Front. Educ., 21 January 2026

Sec. Digital Learning Innovations

Volume 11 - 2026 | https://doi.org/10.3389/feduc.2026.1720563

Algorithmic dependence and digital colonialism: a conceptual framework for artificial intelligence in education and knowledge systems of the Global South

  • 1Faculty of Medicine, Ain Shams University, Cairo, Egypt
  • 2Rabdan Academy, Abu Dhabi, United Arab Emirates

1 Introduction

AI's integration into education has accelerated across all regions, driven by ambitions of efficiency, personalization, and expanded access. International organizations such as UNESCO (2021) and the OECD (2023) increasingly frame AI as a mechanism for educational equity and knowledge democratization. However, these narratives often obscure a parallel development: the consolidation of AI infrastructures—including training data, model architectures, analytics platforms, and academic publishing systems—within a small number of Global North corporations and states (Crawford, 2021). This concentration produces dependencies that extend beyond technical adoption into the epistemic foundations of education.

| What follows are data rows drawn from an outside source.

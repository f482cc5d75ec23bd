//! Raw frames
//!
//! Owned bytes of one frame, tagged with the protocol that produced them.
//! A frame lives for a single decode attempt and is never stored.

use serde::{Deserialize, Serialize};
use std::fmt;

/// The two sensor protocols
#[derive(Debug, Clone, Copy, PartialEq, Eq, Hash, Serialize, Deserialize)]
pub enum Protocol {
    /// Plantower PMS5003 particulate matter sensor
    Pms5003,
    /// Winsen MH-Z19C NDIR CO2 sensor
    Mhz19c,
}

impl Protocol {
    /// Short human readable name
    pub fn name(&self) -> &'static str {
        match self {
            Protocol::Pms5003 => "PMS5003",
            Protocol::Mhz19c => "MH-Z19C",
        }
    }
}

impl fmt::Display for Protocol {
    fn fmt(&self, f: &mut fmt::Formatter<'_>) -> fmt::Result {
        f.write_str(self.name())
    }
}

/// A complete frame as received from the wire
#[derive(Debug, Clone, PartialEq, Eq)]
pub struct RawFrame {
    /// Protocol that produced the frame
    pub protocol: Protocol,
    /// Frame bytes including start marker and checksum
    pub bytes: Vec<u8>,
}

impl RawFrame {
    /// Tag raw bytes with their protocol
    pub fn new(protocol: Protocol, bytes: Vec<u8>) -> Self {
        Self { protocol, bytes }
    }

    /// Total frame length in bytes
    pub fn len(&self) -> usize {
        self.bytes.len()
    }

    /// Whether the frame holds no bytes
    pub fn is_empty(&self) -> bool {
        self.bytes.is_empty()
    }
}

impl fmt::Display for RawFrame {
    fn fmt(&self, f: &mut fmt::Formatter<'_>) -> fmt::Result {
        write!(f, "{} [", self.protocol)?;
        for (i, b) in self.bytes.iter().enumerate() {
            if i > 0 {
                f.write_str(" ")?;
            }
            write!(f, "{:02X}", b)?;
        }
        f.write_str("]")
    }
}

Across the Global South, universities and education systems increasingly rely on proprietary AI-enabled platforms such as Turnitin for plagiarism detection, Elsevier's Scopus for research analytics, and Google or Microsoft cloud ecosystems for teaching and learning. These systems are developed within specific epistemic, linguistic, and regulatory contexts, embedding assumptions about originality, relevance, quality, and authority. For example, Scopus indexing practices privilege English-language journals and Global North publication venues, systematically marginalizing regional scholarship (Sangwa et al., 2025). In this way, AI-mediated infrastructures shape not only how education is delivered, but also which forms of knowledge are rendered visible, legitimate, and valuable.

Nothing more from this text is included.